PROBLEM TO SOLVE: Print the lines in the listing below that fall between the line with "Postgres connection settings" and the line with "impl Default for DatabaseConfig", those two lines included, exactly as they stand and with nothing else.

SUPPLIED RECORDS:
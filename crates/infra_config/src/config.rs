//! Grid configuration management
//!
//! Handles loading configuration from defaults, a TOML file, `GRID_`
//! environment variables and CLI arguments, in that order of precedence
//! (later sources win).

use pricer_core::shard::MAX_HASH_MOD;
use serde::Deserialize;
use std::collections::HashMap;
use std::path::{Path, PathBuf};
use std::str::FromStr;
use thiserror::Error;

/// Environment variable prefix.
pub const ENV_PREFIX: &str = "GRID";

/// Configuration error types
#[derive(Debug, Error)]
pub enum ConfigError {
    #[error("Invalid log level: {0}. Must be one of: trace, debug, info, warn, error")]
    InvalidLogLevel(String),

    #[error("Invalid log format: {0}. Must be one of: text, json")]
    InvalidLogFormat(String),

    #[error("Invalid {field}: {reason}")]
    Invalid { field: &'static str, reason: String },

    #[error("Configuration file error: {0}")]
    FileError(String),

    #[error("Configuration source error: {0}")]
    Source(#[from] config::ConfigError),

    #[error("Logging setup error: {0}")]
    Logging(String),
}

impl ConfigError {
    fn invalid(field: &'static str, reason: impl Into<String>) -> Self {
        Self::Invalid {
            field,
            reason: reason.into(),
        }
    }
}

/// Log levels
#[derive(Debug, Clone, Copy, PartialEq, Eq, Default)]
pub enum LogLevel {
    Trace,
    Debug,
    #[default]
    Info,
    Warn,
    Error,
}

impl FromStr for LogLevel {
    type Err = ConfigError;

    fn from_str(s: &str) -> Result<Self, Self::Err> {
        match s.to_lowercase().as_str() {
            "trace" => Ok(LogLevel::Trace),
            "debug" => Ok(LogLevel::Debug),
            "info" => Ok(LogLevel::Info),
            "warn" => Ok(LogLevel::Warn),
            "error" => Ok(LogLevel::Error),
            _ => Err(ConfigError::InvalidLogLevel(s.to_string())),
        }
    }
}

impl LogLevel {
    /// Convert log level to tracing filter string
    pub fn as_filter_str(&self) -> &'static str {
        match self {
            LogLevel::Trace => "trace",
            LogLevel::Debug => "debug",
            LogLevel::Info => "info",
            LogLevel::Warn => "warn",
            LogLevel::Error => "error",
        }
    }
}

impl std::fmt::Display for LogLevel {
    fn fmt(&self, f: &mut std::fmt::Formatter<'_>) -> std::fmt::Result {
        write!(f, "{}", self.as_filter_str())
    }
}

/// Log output format
#[derive(Debug, Clone, Copy, PartialEq, Eq, Default)]
pub enum LogFormat {
    /// Human-readable lines
    #[default]
    Text,
    /// One JSON object per event
    Json,
}

impl FromStr for LogFormat {
    type Err = ConfigError;

    fn from_str(s: &str) -> Result<Self, Self::Err> {
        match s.to_lowercase().as_str() {
            "text" | "pretty" => Ok(LogFormat::Text),
            "json" => Ok(LogFormat::Json),
            _ => Err(ConfigError::InvalidLogFormat(s.to_string())),
        }
    }
}

impl std::fmt::Display for LogFormat {
    fn fmt(&self, f: &mut std::fmt::Formatter<'_>) -> std::fmt::Result {
        match self {
            LogFormat::Text => write!(f, "text"),
            LogFormat::Json => write!(f, "json"),
        }
    }
}

fn deserialize_log_level<'de, D>(deserializer: D) -> Result<LogLevel, D::Error>
where
    D: serde::Deserializer<'de>,
{
    let s = String::deserialize(deserializer)?;
    LogLevel::from_str(&s).map_err(serde::de::Error::custom)
}

fn deserialize_log_format<'de, D>(deserializer: D) -> Result<LogFormat, D::Error>
where
    D: serde::Deserializer<'de>,
{
    let s = String::deserialize(deserializer)?;
    LogFormat::from_str(&s).map_err(serde::de::Error::custom)
}

/// Postgres connection settings
#[derive(Debug, Clone, PartialEq, Deserialize)]
#[serde(default)]
pub struct DatabaseConfig {
    /// Connection URL
    pub url: String,
    /// Pool size
    pub max_connections: u32,
    /// Seconds to wait for a pooled connection
    pub acquire_timeout_secs: u64,
}

impl Default for DatabaseConfig {
    fn default() -> Self {
        Self {
            url: "postgres://localhost/neutryx_grid".to_string(),
            max_connections: 10,
            acquire_timeout_secs: 10,
        }
    }
}

/// Worker loop settings
#[derive(Debug, Clone, PartialEq, Deserialize)]
#[serde(default)]
pub struct WorkerConfig {
    /// Identity recorded on leases and compute metadata
    pub worker_id: String,
    /// Lease duration granted by each claim
    pub lease_seconds: u64,
    /// Sleep between polls when nothing is claimable
    pub idle_sleep_seconds: f64,
    /// Pause after a failed task
    pub failure_pause_seconds: f64,
    /// Maximum stored length of `last_error`, in characters
    pub max_error_len: usize,
    /// Dead-letter not-found failures on first occurrence
    pub dead_letter_non_retryable: bool,
}

impl Default for WorkerConfig {
    fn default() -> Self {
        Self {
            worker_id: default_worker_id(),
            lease_seconds: 60,
            idle_sleep_seconds: 0.5,
            failure_pause_seconds: 1.0,
            max_error_len: 2000,
            dead_letter_non_retryable: false,
        }
    }
}

/// `<host>-<pid>`, falling back to `worker-<pid>`.
pub fn default_worker_id() -> String {
    let host = std::env::var("HOSTNAME")
        .ok()
        .filter(|h| !h.trim().is_empty())
        .unwrap_or_else(|| "worker".to_string());
    format!("{}-{}", host, std::process::id())
}

/// Defaults applied to new runs
#[derive(Debug, Clone, PartialEq, Deserialize)]
#[serde(default)]
pub struct RunConfig {
    /// Shard count per product type
    pub hash_mod: u32,
    /// Claim budget per task
    pub max_attempts: u32,
}

impl Default for RunConfig {
    fn default() -> Self {
        Self {
            hash_mod: 1,
            max_attempts: 3,
        }
    }
}

/// Requeue backoff. A zero base keeps immediate requeue.
#[derive(Debug, Clone, PartialEq, Deserialize)]
#[serde(default)]
pub struct RetryConfig {
    pub backoff_base_seconds: f64,
    pub backoff_max_seconds: f64,
    /// Fraction of the delay randomised, in `[0, 1]`
    pub jitter_pct: f64,
}

impl Default for RetryConfig {
    fn default() -> Self {
        Self {
            backoff_base_seconds: 0.0,
            backoff_max_seconds: 60.0,
            jitter_pct: 0.2,
        }
    }
}

/// Top-level grid configuration
#[derive(Debug, Clone, PartialEq, Deserialize)]
#[serde(default)]
pub struct GridConfig {
    pub database: DatabaseConfig,
    pub worker: WorkerConfig,
    pub runs: RunConfig,
    pub retry: RetryConfig,
    #[serde(deserialize_with = "deserialize_log_level")]
    pub log_level: LogLevel,
    #[serde(deserialize_with = "deserialize_log_format")]
    pub log_format: LogFormat,
}

impl Default for GridConfig {
    fn default() -> Self {
        Self {
            database: DatabaseConfig::default(),
            worker: WorkerConfig::default(),
            runs: RunConfig::default(),
            retry: RetryConfig::default(),
            log_level: LogLevel::Info,
            log_format: LogFormat::Text,
        }
    }
}

impl GridConfig {
    /// Create a new GridConfig with default values
    pub fn new() -> Self {
        Self::default()
    }

    /// Parse a TOML document. Missing keys take defaults.
    pub fn from_toml_str(content: &str) -> Result<Self, ConfigError> {
        let config: GridConfig = toml::from_str(content)
            .map_err(|e| ConfigError::FileError(format!("Failed to parse TOML: {}", e)))?;
        config.validate()?;
        Ok(config)
    }

    /// Load configuration from a TOML file
    pub fn from_file(path: &Path) -> Result<Self, ConfigError> {
        let content = std::fs::read_to_string(path)
            .map_err(|e| ConfigError::FileError(format!("Failed to read config file: {}", e)))?;
        Self::from_toml_str(&content)
    }

    /// Validate the configuration
    pub fn validate(&self) -> Result<(), ConfigError> {
        if self.database.url.trim().is_empty() {
            return Err(ConfigError::invalid("database.url", "must not be empty"));
        }
        if self.database.max_connections == 0 {
            return Err(ConfigError::invalid(
                "database.max_connections",
                "must be positive",
            ));
        }
        if self.worker.worker_id.trim().is_empty() {
            return Err(ConfigError::invalid("worker.worker_id", "must not be empty"));
        }
        if self.worker.lease_seconds == 0 {
            return Err(ConfigError::invalid("worker.lease_seconds", "must be positive"));
        }
        for (field, value) in [
            ("worker.idle_sleep_seconds", self.worker.idle_sleep_seconds),
            ("worker.failure_pause_seconds", self.worker.failure_pause_seconds),
            ("retry.backoff_base_seconds", self.retry.backoff_base_seconds),
            ("retry.backoff_max_seconds", self.retry.backoff_max_seconds),
        ] {
            if !value.is_finite() || value < 0.0 {
                return Err(ConfigError::invalid(
                    field,
                    format!("must be a non-negative number, got {}", value),
                ));
            }
        }
        if !(0.0..=1.0).contains(&self.retry.jitter_pct) {
            return Err(ConfigError::invalid(
                "retry.jitter_pct",
                format!("must be within [0, 1], got {}", self.retry.jitter_pct),
            ));
        }
        if self.runs.hash_mod == 0 {
            return Err(ConfigError::invalid("runs.hash_mod", "must be positive"));
        }
        if self.runs.hash_mod > MAX_HASH_MOD {
            return Err(ConfigError::invalid(
                "runs.hash_mod",
                format!("must be at most {}, got {}", MAX_HASH_MOD, self.runs.hash_mod),
            ));
        }
        if self.runs.max_attempts == 0 {
            return Err(ConfigError::invalid("runs.max_attempts", "must be positive"));
        }
        Ok(())
    }

    /// Merge with CLI arguments (CLI takes precedence)
    pub fn merge_with_cli(&mut self, cli: &CliArgs) -> Result<(), ConfigError> {
        if let Some(url) = &cli.database_url {
            self.database.url = url.clone();
        }
        if let Some(worker_id) = &cli.worker_id {
            self.worker.worker_id = worker_id.clone();
        }
        if let Some(lease) = cli.lease_seconds {
            self.worker.lease_seconds = lease;
        }
        if let Some(idle) = cli.idle_sleep_seconds {
            self.worker.idle_sleep_seconds = idle;
        }
        if let Some(hash_mod) = cli.hash_mod {
            self.runs.hash_mod = hash_mod;
        }
        if let Some(max_attempts) = cli.max_attempts {
            self.runs.max_attempts = max_attempts;
        }
        if let Some(level) = &cli.log_level {
            self.log_level = LogLevel::from_str(level)?;
        }
        if let Some(format) = &cli.log_format {
            self.log_format = LogFormat::from_str(format)?;
        }
        Ok(())
    }
}

/// CLI arguments structure
#[derive(Debug, Clone, Default)]
pub struct CliArgs {
    /// Config file path
    pub config_file: Option<PathBuf>,
    pub database_url: Option<String>,
    pub worker_id: Option<String>,
    pub lease_seconds: Option<u64>,
    pub idle_sleep_seconds: Option<f64>,
    pub hash_mod: Option<u32>,
    pub max_attempts: Option<u32>,
    pub log_level: Option<String>,
    pub log_format: Option<String>,
}

/// Build configuration from all sources
///
/// Priority (highest to lowest):
/// 1. CLI arguments
/// 2. Environment variables (`GRID_WORKER__LEASE_SECONDS=30`)
/// 3. Config file
/// 4. Default values
pub fn build_config(cli: &CliArgs) -> Result<GridConfig, ConfigError> {
    build_config_with_env(cli, None)
}

/// [`build_config`] with an explicit environment map instead of the process
/// environment.
pub fn build_config_with_env(
    cli: &CliArgs,
    env: Option<HashMap<String, String>>,
) -> Result<GridConfig, ConfigError> {
    let mut builder = config::Config::builder();

    if let Some(path) = &cli.config_file {
        if !path.exists() {
            return Err(ConfigError::FileError(format!(
                "Config file not found: {}",
                path.display()
            )));
        }
        builder = builder.add_source(
            config::File::from(path.as_path()).format(config::FileFormat::Toml),
        );
    }

    builder = builder.add_source(
        config::Environment::with_prefix(ENV_PREFIX)
            .prefix_separator("_")
            .separator("__")
            .try_parsing(true)
            .source(env),
    );

    let mut config: GridConfig = builder.build()?.try_deserialize()?;
    config.merge_with_cli(cli)?;
    config.validate()?;
    Ok(config)
}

TASK SOLUTION:
/// Postgres connection settings
#[derive(Debug, Clone, PartialEq, Deserialize)]
#[serde(default)]
pub struct DatabaseConfig {
    /// Connection URL
    pub url: String,
    /// Pool size
    pub max_connections: u32,
    /// Seconds to wait for a pooled connection
    pub acquire_timeout_secs: u64,
}

impl Default for DatabaseConfig {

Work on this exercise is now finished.